To avoid a chaotic supper hour, I’ve learnt to keep his daily TV time for the evenings, as he adores watching his favourite DVD. If he won’t eat, I tell him I’m going to switch the TV off unless he eats his dinner. He starts eating immediately, the TV stays on, and I get my way! No tantrums and everyone wins.” Candace Steyn, mom to Jordan (three)
“Counting works for me, and I always try to follow through with what I say. When my angel/monster is being naughty, I say firmly ‘I’m counting to three; if you’re not here on the count of three, I’m going to put you on the naughty chair.’

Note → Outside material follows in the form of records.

use axum::{
    http::StatusCode,
    response::{IntoResponse, Response},
    Json,
};
use serde_json::json;
use thiserror::Error;

/// Application-level error type.
/// Implements `IntoResponse` so Axum handlers can return `Result<T, AppError>`.
#[derive(Debug, Error)]
pub enum AppError {
    #[error("Not found: {0}")]
    NotFound(String),

    #[error("Validation error: {0}")]
    Validation(String),

    /// Input was readable but carried no consumption data.
    #[error("Not relevant: {message}")]
    NotRelevant {
        message: String,
        suggested_files: Vec<String>,
    },

    #[error("Unauthorized")]
    Unauthorized,

    #[error("Internal server error: {0}")]
    Internal(#[from] anyhow::Error),
}

impl IntoResponse for AppError {
    fn into_response(self) -> Response {
        let (status, code, message) = match &self {
            AppError::NotFound(msg) => (StatusCode::NOT_FOUND, "NOT_FOUND", msg.clone()),
            AppError::Validation(msg) => (StatusCode::BAD_REQUEST, "VALIDATION_ERROR", msg.clone()),
            AppError::NotRelevant { message, .. } => {
                (StatusCode::BAD_REQUEST, "NOT_RELEVANT", message.clone())
            }
            AppError::Unauthorized => (
                StatusCode::UNAUTHORIZED,
                "UNAUTHORIZED",
                "Authentication required".to_string(),
            ),
            AppError::Internal(e) => {
                tracing::error!("Internal error: {e:?}");
                (
                    StatusCode::INTERNAL_SERVER_ERROR,
                    "INTERNAL_ERROR",
                    "An internal server error occurred".to_string(),
                )
            }
        };

        let mut body = json!({
            "success": false,
            "message": message,
            "error": {
                "code": code,
                "message": message
            }
        });

        if let AppError::NotRelevant {
            suggested_files, ..
        } = &self
        {
            body["suggestedFiles"] = json!(suggested_files);
        }

        (status, Json(body)).into_response()
    }
}

#[cfg(test)]
mod tests {
    use super::*;

    #[test]
    fn test_status_codes_follow_taxonomy() {
        let cases = [
            (AppError::NotFound("x".into()), StatusCode::NOT_FOUND),
            (AppError::Validation("x".into()), StatusCode::BAD_REQUEST),
            (
                AppError::NotRelevant {
                    message: "x".into(),
                    suggested_files: vec![],
                },
                StatusCode::BAD_REQUEST,
            ),
            (AppError::Unauthorized, StatusCode::UNAUTHORIZED),
            (
                AppError::Internal(anyhow::anyhow!("boom")),
                StatusCode::INTERNAL_SERVER_ERROR,
            ),
        ];
        for (err, expected) in cases {
            assert_eq!(err.into_response().status(), expected);
        }
    }
}
// Shared prompt constants.
// Each service that needs LLM calls defines its own prompts.rs alongside it.
// This file contains cross-cutting prompt fragments.

/// System prompt that enforces JSON-only output.
pub const JSON_ONLY_SYSTEM: &str = "You are a precise, structured assistant. \
    You MUST respond with valid JSON only. \
    Do NOT include any text outside the JSON object. \
    Do NOT use markdown code fences. \
    Do NOT include explanations or apologies.";

/// Minimal request used to check that a candidate model answers at all.
pub const AVAILABILITY_PROMPT: &str = r#"Return exactly this JSON object: {"ok": true}"#;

She does try to push boundaries, but I always follow through with my warning. So now, if she misbehaves, I just start counting and she listens.” Lee-Ann Pillay, mom to Cayleigh (three) and Atyssa (four months)
“Sibling rivalry is enough to make any mom batty! The best thing to do is to take the culprits to the most boring room in the house, switch off any televisions and remove all distractions. Calmly inform them that they won’t be allowed out unless they apologise to each other and play nicety.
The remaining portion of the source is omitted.